* [Supplied data]
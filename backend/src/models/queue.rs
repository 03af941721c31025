//! Patient waiting queue
//!
//! # Critical Invariants
//!
//! 1. **Dense positions**: positions are exactly `1..=len` in order, with no
//!    gaps or duplicates. Every removal re-packs the entries behind it.
//! 2. **Stable identity**: a [`QueueEntryId`] never changes while the entry is
//!    queued, unlike its position. Consents refer to entries by id.

use serde::{Deserialize, Serialize};
use std::fmt;

use crate::models::patient::{PatientId, ProcedureId};

/// Stable queue entry identifier
#[derive(Debug, Clone, Copy, PartialEq, Eq, PartialOrd, Ord, Hash, Serialize, Deserialize)]
#[serde(transparent)]
pub struct QueueEntryId(pub u32);

impl fmt::Display for QueueEntryId {
    fn fmt(&self, f: &mut fmt::Formatter<'_>) -> fmt::Result {
        write!(f, "{}", self.0)
    }
}

/// A patient waiting for admission
#[derive(Debug, Clone, PartialEq, Eq, Serialize, Deserialize)]
pub struct QueueEntry {
    pub id: QueueEntryId,
    /// 1-based place in the queue
    pub position: u32,
    pub patient_id: PatientId,
    #[serde(default)]
    pub procedure: Option<ProcedureId>,
    /// Day the patient is booked for (admission-day mode only)
    #[serde(default)]
    pub requested_admission_day: Option<u32>,
    /// Pre-planned length of stay; drawn at admission when absent
    #[serde(default)]
    pub expected_days_of_stay: Option<i32>,
}

/// Ordered queue of waiting patients
#[derive(Debug, Clone, Default, PartialEq, Eq, Serialize, Deserialize)]
pub struct PatientQueue {
    entries: Vec<QueueEntry>,
    next_id: u32,
}

/// Parameters for a new queue entry; position and id are assigned on push
#[derive(Debug, Clone, PartialEq, Eq, Serialize, Deserialize)]
pub struct NewQueueEntry {
    pub patient_id: PatientId,
    #[serde(default)]
    pub procedure: Option<ProcedureId>,
    #[serde(default)]
    pub requested_admission_day: Option<u32>,
    #[serde(default)]
    pub expected_days_of_stay: Option<i32>,
}

impl PatientQueue {
    pub fn new() -> Self {
        Self {
            entries: Vec::new(),
            next_id: 1,
        }
    }

    /// Append an entry at the back of the queue
    pub fn push(&mut self, entry: NewQueueEntry) -> QueueEntryId {
        let id = QueueEntryId(self.next_id.max(1));
        self.next_id = id.0 + 1;
        self.entries.push(QueueEntry {
            id,
            position: self.entries.len() as u32 + 1,
            patient_id: entry.patient_id,
            procedure: entry.procedure,
            requested_admission_day: entry.requested_admission_day,
            expected_days_of_stay: entry.expected_days_of_stay,
        });
        id
    }

    /// Remove an entry and re-pack positions of everything behind it
    ///
    /// Returns the removed entry, or `None` if the id is not queued.
    pub fn remove(&mut self, id: QueueEntryId) -> Option<QueueEntry> {
        let index = self.entries.iter().position(|e| e.id == id)?;
        let removed = self.entries.remove(index);
        for (offset, entry) in self.entries.iter_mut().enumerate().skip(index) {
            entry.position = offset as u32 + 1;
        }
        Some(removed)
    }

    pub fn get(&self, id: QueueEntryId) -> Option<&QueueEntry> {
        self.entries.iter().find(|e| e.id == id)
    }

    /// Entries in ascending position order
    pub fn entries(&self) -> &[QueueEntry] {
        &self.entries
    }

    pub fn first(&self) -> Option<&QueueEntry> {
        self.entries.first()
    }

    pub fn len(&self) -> usize {
        self.entries.len()
    }

    pub fn is_empty(&self) -> bool {
        self.entries.is_empty()
    }

    /// Check the dense-position invariant
    ///
    /// Returns a description of the first violation found.
    pub fn check_packed(&self) -> Result<(), String> {
        for (index, entry) in self.entries.iter().enumerate() {
            let expected = index as u32 + 1;
            if entry.position != expected {
                return Err(format!(
                    "queue entry {} has position {}, expected {}",
                    entry.id, entry.position, expected
                ));
            }
        }
        let mut ids: Vec<QueueEntryId> = self.entries.iter().map(|e| e.id).collect();
        ids.sort();
        if ids.windows(2).any(|w| w[0] == w[1]) {
            return Err("duplicate queue entry id".to_string());
        }
        Ok(())
    }
}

* [Task to complete] Restate the data verbatim through the "waiting for admission" line.

* [Solution to the problem]
filename backend/src/models/queue.rs
repository 03af941721c31025
//! Patient waiting queue
//!
//! # Critical Invariants
//!
//! 1. **Dense positions**: positions are exactly `1..=len` in order, with no
//!    gaps or duplicates. Every removal re-packs the entries behind it.
//! 2. **Stable identity**: a [`QueueEntryId`] never changes while the entry is
//!    queued, unlike its position. Consents refer to entries by id.

use serde::{Deserialize, Serialize};
use std::fmt;

use crate::models::patient::{PatientId, ProcedureId};

/// Stable queue entry identifier
#[derive(Debug, Clone, Copy, PartialEq, Eq, PartialOrd, Ord, Hash, Serialize, Deserialize)]
#[serde(transparent)]
pub struct QueueEntryId(pub u32);

impl fmt::Display for QueueEntryId {
    fn fmt(&self, f: &mut fmt::Formatter<'_>) -> fmt::Result {
        write!(f, "{}", self.0)
    }
}

/// A patient waiting for admission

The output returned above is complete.